Free Aijalon Gomes

It should go without saying that I am in sympathy with the goals of Robert Park and Aijalon Gomes, and in complete disagreement that they advanced those goals through their quixotic walks into North Korea. Most people today only remember Park for his bizarre confession and his crypic references to the sort of sexual torture that, without knowing more, sounded like something more than a few of us have purchased for our friends at bachelor parties in our boorish youth.


Picture hat tip to Kushibo

Aijalon Gomes may be made of sterner stuff. After seven months in a North Korean prison — try to imagine how interminable each of those months must have been — we’ve heard no confession, only the troubling report that he tried to take his own life. That still doesn’t mean he’ll make North Korea a less cruel place for having gone there. If he becomes “Kim Jong Bill” Richardson’s justification for another self-serving ransom mission to Pyongyang, he’ll only have helped to advance the Kim Dynasty’s diplomatic, political, and financial goals. Park and Gomes would have done more good and spread their message more effectively by joining in the leaflet balloon campaign. And although Gomes did not publish a manifesto when he crossed, it seems that he took his inspiration from Robert Park, who said he didn’t want anyone in our government to do anything to secure his release. Of course, that’s not a wish that any citizen can reasonably expect his government to honor, but I would certainly oppose giving any concession of any kind for his release.

But what other plausible justification is there for holding Aijalon Gomes in a jail cell for seven months? Nothing Aijalon Gomes did was vaguely violent, surreptitious, or criminal.

I may value my discretion more than Gomes’s valor, but I can’t deny that I envy the courage of this 31-year-old English teacher from Boston. Having just spent the better part of last weekend absorbed in this remarkable archive of historic newspapers from Georgia — including contemporary accounts of slavery by its defenders — I am tempted to think that Aijalon Gomes’s greatest error was an excess of sincerity in taking up the abolitionist cause of his African ancestors so that Asians will not be enslaved today. There is something exceptional about this in our age of individual and ethnic selfishness. If so, this certainly mitigates Mr. Gomes’s fault. Indeed, it honors him.

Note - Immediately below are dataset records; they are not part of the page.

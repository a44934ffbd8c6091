//! Compare Runs: curvature against FID across two synthetic training logs
//!
//! Writes two sparse JSONL logs to a temporary directory, then runs the
//! curvature-vs-FID and grad-stats reports over them. The second run never
//! logs gradients, so its grad-stats entry comes back partial.
//!
//! Run with: cargo run --example compare_runs

use std::io::Write;
use std::path::{Path, PathBuf};

use steplog::config::AnalysisConfig;
use steplog::report::{self, validate_runs};

fn write_log(path: &Path, decay: f64, with_grad: bool) -> std::io::Result<()> {
    let mut file = std::fs::File::create(path)?;
    for step in (0..=5_000).step_by(100) {
        let s = f64::from(step);
        let loss = (-s / decay).exp() + 0.05;
        let curv = 40.0 * (-s / (2.0 * decay)).exp() + 2.0;
        if with_grad {
            writeln!(
                file,
                r#"{{"_i": {step}, "out": {{"train/loss": {loss}, "train/grad_global_L2": {}, "curvature/hutch_trace_mean": {curv}, "curvature/hutch_trace_std": {}}}}}"#,
                loss * 3.0,
                curv * 0.1
            )?;
        } else {
            writeln!(
                file,
                r#"{{"_i": {step}, "out": {{"train/loss": {loss}, "curvature/hutch_trace_mean": {curv}, "curvature/hutch_trace_std": {}}}}}"#,
                curv * 0.1
            )?;
        }
        if step % 1_000 == 0 && step > 0 {
            // FID lands off the curvature grid
            writeln!(
                file,
                r#"{{"_i": {}, "out": {{"val/fid": {}}}}}"#,
                step + 30,
                200.0 * loss + 10.0
            )?;
        }
    }
    Ok(())
}

fn main() -> Result<(), Box<dyn std::error::Error>> {
    println!("=== steplog: Compare Runs ===\n");

    let dir = std::env::temp_dir().join(format!("steplog-demo-{}", std::process::id()));
    std::fs::create_dir_all(&dir)?;
    let paths: Vec<PathBuf> = vec![dir.join("fast.jsonl"), dir.join("slow.jsonl")];
    write_log(&paths[0], 800.0, true)?;
    write_log(&paths[1], 2_500.0, false)?;
    let names = vec!["fast".to_string(), "slow".to_string()];

    let runs = validate_runs(&paths, &names)?;
    let config = AnalysisConfig::builder().smooth_window(5).build();

    println!("--- curvature vs FID (nearest step) ---");
    let aligned = report::curvature_vs_fid(&runs, &config);
    for entry in aligned.runs() {
        let Some(data) = entry.data() else {
            println!("  {}: skipped ({})", entry.name(), entry.error().unwrap_or("?"));
            continue;
        };
        println!("  {}:", entry.name());
        for ((step, curv), fid) in data.steps.iter().zip(&data.diagnostic).zip(&data.milestone) {
            println!("    step {step:>5}  curvature {curv:>7.3}  fid {fid:>7.2}");
        }
    }

    println!("\n--- grad stats ---");
    let grads = report::grad_stats(&runs, &config);
    for entry in grads.runs() {
        println!(
            "  {}: {:?}, {} loss points, warnings: {:?}",
            entry.name(),
            entry.status(),
            entry.data().map_or(0, |d| d.loss.len()),
            entry.warnings()
        );
    }

    std::fs::remove_dir_all(&dir)?;
    Ok(())
}
//! Centered moving average
//!
//! The input is edge-padded by `window / 2` on both sides so the output has
//! the same length as the input; values near the ends lean toward the edge
//! value. A prefix sum makes the cost linear regardless of window size.

use crate::series::Series;
use crate::Result;

/// Centered rolling mean with edge padding.
///
/// `window <= 1` and empty input return the input unchanged. The window is
/// clamped to the input length.
///
/// # Example
///
/// ```rust
/// use steplog::smooth::rolling_mean;
///
/// let smoothed = rolling_mean(&[1.0, 2.0, 3.0, 4.0, 5.0], 3);
/// assert_eq!(smoothed.len(), 5);
/// assert!((smoothed[0] - 4.0 / 3.0).abs() < 1e-12);
/// assert!((smoothed[4] - 14.0 / 3.0).abs() < 1e-12);
/// ```
#[must_use]
#[allow(clippy::cast_precision_loss)]
pub fn rolling_mean(values: &[f64], window: usize) -> Vec<f64> {
    if window <= 1 || values.is_empty() {
        return values.to_vec();
    }
    let n = values.len();
    let window = window.min(n);
    if window <= 1 {
        return values.to_vec();
    }
    let pad = window / 2;
    let first = values[0];
    let last = values[n - 1];

    let padded = std::iter::repeat(first)
        .take(pad)
        .chain(values.iter().copied())
        .chain(std::iter::repeat(last).take(pad));

    // prefix[i] = sum of the first i padded values
    let mut prefix = Vec::with_capacity(n + 2 * pad + 1);
    prefix.push(0.0);
    let mut acc = 0.0;
    for v in padded {
        acc += v;
        prefix.push(acc);
    }

    let w = window as f64;
    (0..n).map(|i| (prefix[i + window] - prefix[i]) / w).collect()
}

/// Smooth a series' values, keeping its steps.
///
/// # Errors
///
/// Never fails in practice; the length check of [`Series::with_values`] is
/// the only error path.
pub fn smooth_series(series: &Series, window: usize) -> Result<Series> {
    series.with_values(rolling_mean(series.values(), window))
}

#[cfg(test)]
mod tests {
    use super::*;

    fn assert_close(actual: &[f64], expected: &[f64]) {
        assert_eq!(actual.len(), expected.len());
        for (a, e) in actual.iter().zip(expected) {
            assert!((a - e).abs() < 1e-2, "{actual:?} != {expected:?}");
        }
    }

    #[test]
    fn test_rolling_mean_boundaries() {
        let out = rolling_mean(&[1.0, 2.0, 3.0, 4.0, 5.0], 3);
        assert_close(&out, &[1.33, 2.0, 3.0, 4.0, 4.67]);
    }

    #[test]
    fn test_even_window_keeps_length() {
        let out = rolling_mean(&[1.0, 2.0, 3.0, 4.0], 2);
        // padded [1,1,2,3,4,4], windows of two starting at 0..4
        assert_close(&out, &[1.0, 1.5, 2.5, 3.5]);
    }

    #[test]
    fn test_window_clamped_to_len() {
        let out = rolling_mean(&[1.0, 3.0], 10);
        // window 2, padded [1,1,3,3]
        assert_close(&out, &[1.0, 2.0]);
    }

    #[test]
    fn test_identity_cases() {
        let x = [3.0, 1.0, 2.0];
        assert_eq!(rolling_mean(&x, 0), x.to_vec());
        assert_eq!(rolling_mean(&x, 1), x.to_vec());
        assert!(rolling_mean(&[], 5).is_empty());
        assert_eq!(rolling_mean(&[7.0], 5), vec![7.0]);
    }

    #[test]
    fn test_constant_input_is_fixed_point() {
        let out = rolling_mean(&[2.5; 9], 4);
        assert!(out.iter().all(|v| (v - 2.5).abs() < 1e-12));
    }

    #[test]
    fn test_smooth_series_keeps_steps() {
        let s = Series::from_pairs("k", [(0, 1.0), (10, 2.0), (20, 3.0)]);
        let smoothed = smooth_series(&s, 3).unwrap();
        assert_eq!(smoothed.steps(), s.steps());
        assert_eq!(smoothed.key(), "k");
    }
}
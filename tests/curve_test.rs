//! Integration tests for per-timestep curves and cross-run alignment

use steplog::curve::{
    cross_run_alignment, effective_loss, walltime_axis, RunSeries, TimestepProfile,
};
use steplog::series::{Series, WeightCurve};
use steplog::Error;

#[allow(clippy::cast_precision_loss)]
fn ramp_curve(n: usize) -> WeightCurve {
    let t = (0..n).map(|i| i as f64).collect();
    let weight = (0..n).map(|i| (i + 1) as f64).collect();
    WeightCurve::new(t, weight).unwrap()
}

#[test]
fn test_effective_loss_clamps_to_last_weight() {
    let curve = ramp_curve(100);
    let profile = TimestepProfile::from_pairs([(10, 2.0), (150, 1.0)]);

    let result = effective_loss(&curve, &profile).unwrap();

    assert_eq!(result.t, vec![10, 150]);
    assert!((result.weighted[0] - 22.0).abs() < 1e-12);
    // index 99 holds weight 100
    assert!((result.weighted[1] - 100.0).abs() < 1e-12);
    assert!((result.t_norm[1] - 1.0).abs() < 1e-12);
}

#[test]
fn test_effective_loss_rejects_empty_profile() {
    let profile = TimestepProfile::from_pairs(Vec::new());
    let err = effective_loss(&ramp_curve(4), &profile).unwrap_err();
    assert!(matches!(err, Error::EmptySeries(_)));
}

#[test]
fn test_cross_run_alignment_isolates_failures() {
    let runs = vec![
        RunSeries {
            name: "e5".to_string(),
            diagnostic: Series::from_pairs("curv", [(0, 1.0), (100, 2.0), (200, 3.0)]),
            milestone: Series::from_pairs("fid", [(190, 40.0), (90, 60.0)]),
        },
        RunSeries {
            name: "e6".to_string(),
            diagnostic: Series::empty("curv"),
            milestone: Series::from_pairs("fid", [(100, 50.0)]),
        },
    ];

    let outcomes = cross_run_alignment(&runs);

    assert_eq!(outcomes.len(), 2);
    let e5 = outcomes[0].result.as_ref().unwrap();
    assert_eq!(e5.steps, vec![100, 200]);
    assert_eq!(e5.diagnostic, vec![2.0, 3.0]);
    assert_eq!(e5.milestone, vec![60.0, 40.0]);
    assert_eq!(e5.milestone_steps, vec![90, 190]);

    assert_eq!(outcomes[1].name, "e6");
    assert!(!outcomes[1].is_ok());
}

#[test]
fn test_walltime_axis_scales_by_last_step() {
    let axis = walltime_axis(&[0, 500, 1000], 3600.0).unwrap();
    assert_eq!(axis, vec![0.0, 1800.0, 3600.0]);
    assert!(walltime_axis(&[0], 10.0).is_err());
}

#[test]
fn test_sampled_band_clips_to_curve() {
    let curve = ramp_curve(10);
    let t_means = Series::from_pairs("mins_snr/t_mean", [(0, 1.0), (1, 9.0)]);
    let band = curve.sampled_band(&t_means).unwrap();
    assert!((band.mean - 5.0).abs() < 1e-12);
    assert!(band.low >= 0.0);
    assert!(band.high <= 9.0);
}
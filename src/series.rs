//! Series extraction - projecting sparse records onto one metric
//!
//! Logs are sparse: most records carry a single family of keys. Extraction
//! tolerates that by skipping, silently, every record that lacks the key,
//! carries a non-scalar under it, or has no resolvable step.

use std::collections::BTreeMap;

use serde::{Deserialize, Serialize};

use crate::record::{Record, StepPolicy};
use crate::{Error, Result};

/// Step/value series for one metric key.
///
/// Arrays are parallel and in file order. Duplicate steps are preserved;
/// nothing here sorts or deduplicates implicitly.
#[derive(Debug, Clone, PartialEq, Serialize, Deserialize)]
pub struct Series {
    key: String,
    steps: Vec<i64>,
    values: Vec<f64>,
}

impl Series {
    /// Create a series from parallel arrays.
    ///
    /// # Errors
    ///
    /// Returns [`Error::InvalidInput`] if the arrays differ in length.
    pub fn new(key: impl Into<String>, steps: Vec<i64>, values: Vec<f64>) -> Result<Self> {
        let key = key.into();
        if steps.len() != values.len() {
            return Err(Error::InvalidInput(format!(
                "series '{key}' has {} steps but {} values",
                steps.len(),
                values.len()
            )));
        }
        Ok(Self { key, steps, values })
    }

    /// Create an empty series for `key`.
    #[must_use]
    pub fn empty(key: impl Into<String>) -> Self {
        Self {
            key: key.into(),
            steps: Vec::new(),
            values: Vec::new(),
        }
    }

    /// Create a series from `(step, value)` pairs.
    pub fn from_pairs(key: impl Into<String>, pairs: impl IntoIterator<Item = (i64, f64)>) -> Self {
        let (steps, values) = pairs.into_iter().unzip();
        Self {
            key: key.into(),
            steps,
            values,
        }
    }

    /// Append one observation.
    pub fn push(&mut self, step: i64, value: f64) {
        self.steps.push(step);
        self.values.push(value);
    }

    /// Metric key.
    #[must_use]
    pub fn key(&self) -> &str {
        &self.key
    }

    /// Steps, in file order.
    #[must_use]
    pub fn steps(&self) -> &[i64] {
        &self.steps
    }

    /// Values, parallel to [`Series::steps`].
    #[must_use]
    pub fn values(&self) -> &[f64] {
        &self.values
    }

    /// Number of observations.
    #[must_use]
    pub fn len(&self) -> usize {
        self.steps.len()
    }

    /// Whether the series has no observations.
    #[must_use]
    pub fn is_empty(&self) -> bool {
        self.steps.is_empty()
    }

    /// Iterate `(step, value)` pairs in stored order.
    pub fn iter(&self) -> impl Iterator<Item = (i64, f64)> + '_ {
        self.steps.iter().copied().zip(self.values.iter().copied())
    }

    /// Split into `(key, steps, values)`.
    #[must_use]
    pub fn into_parts(self) -> (String, Vec<i64>, Vec<f64>) {
        (self.key, self.steps, self.values)
    }

    /// Whether steps never decrease.
    #[must_use]
    pub fn is_step_sorted(&self) -> bool {
        self.steps.windows(2).all(|w| w[0] <= w[1])
    }

    /// A copy sorted by step. The sort is stable, so duplicate steps keep
    /// their file order.
    #[must_use]
    pub fn sorted_by_step(&self) -> Self {
        let mut pairs: Vec<(i64, f64)> = self.iter().collect();
        pairs.sort_by_key(|&(step, _)| step);
        Self::from_pairs(self.key.clone(), pairs)
    }

    /// A copy with the values replaced, keeping steps and key.
    ///
    /// # Errors
    ///
    /// Returns [`Error::InvalidInput`] if `values` has a different length.
    pub fn with_values(&self, values: Vec<f64>) -> Result<Self> {
        Self::new(self.key.clone(), self.steps.clone(), values)
    }

    /// Observations with `step <= max_step` (early-phase view).
    #[must_use]
    pub fn truncate_steps(&self, max_step: i64) -> Self {
        Self::from_pairs(
            self.key.clone(),
            self.iter().filter(|&(step, _)| step <= max_step),
        )
    }

    /// The observation with the smallest non-NaN value.
    ///
    /// Ties keep the earliest observation. Used to mark the best checkpoint
    /// of a lower-is-better metric such as FID.
    #[must_use]
    pub fn best_min(&self) -> Option<(i64, f64)> {
        self.iter()
            .filter(|(_, v)| !v.is_nan())
            .fold(None, |best, (step, value)| match best {
                Some((_, b)) if b <= value => best,
                _ => Some((step, value)),
            })
    }

    /// Population mean and standard deviation of the values.
    #[must_use]
    #[allow(clippy::cast_precision_loss)]
    pub fn mean_std(&self) -> Option<(f64, f64)> {
        if self.values.is_empty() {
            return None;
        }
        let n = self.values.len() as f64;
        let mean = self.values.iter().sum::<f64>() / n;
        let var = self.values.iter().map(|v| (v - mean).powi(2)).sum::<f64>() / n;
        Some((mean, var.sqrt()))
    }
}

/// A timestep-indexed loss-reweighting function, logged once per run.
#[derive(Debug, Clone, PartialEq, Serialize, Deserialize)]
pub struct WeightCurve {
    t: Vec<f64>,
    weight: Vec<f64>,
}

impl WeightCurve {
    /// Create a weight curve.
    ///
    /// # Errors
    ///
    /// Returns [`Error::InvalidInput`] if the arrays differ in length or `t`
    /// decreases anywhere.
    pub fn new(t: Vec<f64>, weight: Vec<f64>) -> Result<Self> {
        if t.len() != weight.len() {
            return Err(Error::InvalidInput(format!(
                "weight curve has {} timesteps but {} weights",
                t.len(),
                weight.len()
            )));
        }
        if let Some(i) = t.windows(2).position(|w| w[1] < w[0]) {
            return Err(Error::InvalidInput(format!(
                "weight curve timesteps decrease at index {}: {} -> {}",
                i + 1,
                t[i],
                t[i + 1]
            )));
        }
        Ok(Self { t, weight })
    }

    /// Timestep indices.
    #[must_use]
    pub fn t(&self) -> &[f64] {
        &self.t
    }

    /// Weights, parallel to [`WeightCurve::t`].
    #[must_use]
    pub fn weight(&self) -> &[f64] {
        &self.weight
    }

    /// Resolution of the curve.
    #[must_use]
    pub fn len(&self) -> usize {
        self.weight.len()
    }

    /// Whether the curve has no points.
    #[must_use]
    pub fn is_empty(&self) -> bool {
        self.weight.is_empty()
    }
}

/// Projects record streams onto named metrics under a [`StepPolicy`].
#[derive(Debug, Clone, Default)]
pub struct SeriesExtractor {
    policy: StepPolicy,
}

impl SeriesExtractor {
    /// Create an extractor with an explicit step policy.
    #[must_use]
    pub const fn new(policy: StepPolicy) -> Self {
        Self { policy }
    }

    /// The step policy in use.
    #[must_use]
    pub const fn policy(&self) -> &StepPolicy {
        &self.policy
    }

    /// Extract the scalar series for `key`. May be empty.
    #[must_use]
    pub fn extract(&self, records: &[Record], key: &str) -> Series {
        let mut series = Series::empty(key);
        for record in records {
            let Some(value) = record.scalar(key) else {
                continue;
            };
            if let Some(step) = self.policy.resolve(record) {
                series.push(step, value);
            }
        }
        series
    }

    /// Extract the series for a primary metric that must be present.
    ///
    /// # Errors
    ///
    /// Returns [`Error::KeyNotFound`] if no record yields a value for `key`.
    pub fn require(&self, records: &[Record], key: &str, source_name: &str) -> Result<Series> {
        let series = self.extract(records, key);
        if series.is_empty() {
            return Err(Error::key_not_found(key, source_name));
        }
        Ok(series)
    }

    /// Extract every scalar key in one pass.
    #[must_use]
    pub fn extract_all(&self, records: &[Record]) -> BTreeMap<String, Series> {
        let mut all: BTreeMap<String, Series> = BTreeMap::new();
        for record in records {
            let Some(step) = self.policy.resolve(record) else {
                continue;
            };
            for (key, value) in record.fields() {
                if let Some(v) = value.as_scalar() {
                    all.entry(key.clone())
                        .or_insert_with(|| Series::empty(key.clone()))
                        .push(step, v);
                }
            }
        }
        all
    }

    /// The first record carrying both vector keys, as a [`WeightCurve`].
    ///
    /// # Errors
    ///
    /// Returns [`Error::KeyNotFound`] if no record has both, or
    /// [`Error::InvalidInput`] if the found pair is not a valid curve.
    pub fn extract_first_vector(
        &self,
        records: &[Record],
        t_key: &str,
        w_key: &str,
    ) -> Result<WeightCurve> {
        records
            .iter()
            .find_map(|r| Some((r.vector(t_key)?, r.vector(w_key)?)))
            .ok_or_else(|| Error::key_not_found(format!("{t_key} & {w_key}"), "records"))
            .and_then(|(t, w)| WeightCurve::new(t.to_vec(), w.to_vec()))
    }
}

Enough is enough. Aijalon Gomes has committed no crime but to demand justice from the unjust. The time has long passed for him to be set free. The men who represent Aijalon Gomes in Congress must see his captivity for what it is — a thinly veiled demand for ransom. Scott Brown must inform himself of the plight of his constituent, and John Kerry, who has misbegotten the notion that he represents Kim Jong Il on the Foreign Relations Committee, must remember that he really represents the Gomes family in the Senate. It is time for Aijalon Gomes to come home, something that is most likely to happen soon if we attach legal and financial consequences to his captivity. Specifically, members of Congress ought to remember that the Foreign Sovereign Immunities Act would allow the Gomes family to file suit against North Korea — imagine that, someone actually suing the responsible party! — for any act that causes it to be listed as a state sponsor of terrorism. If there will be renewed moves to list North Korea as a state sponsor of terrorism anyway, and I think there will be, then I hope the staffers who write the bills and their findings of fact will think of Aijalon Gomes and his family.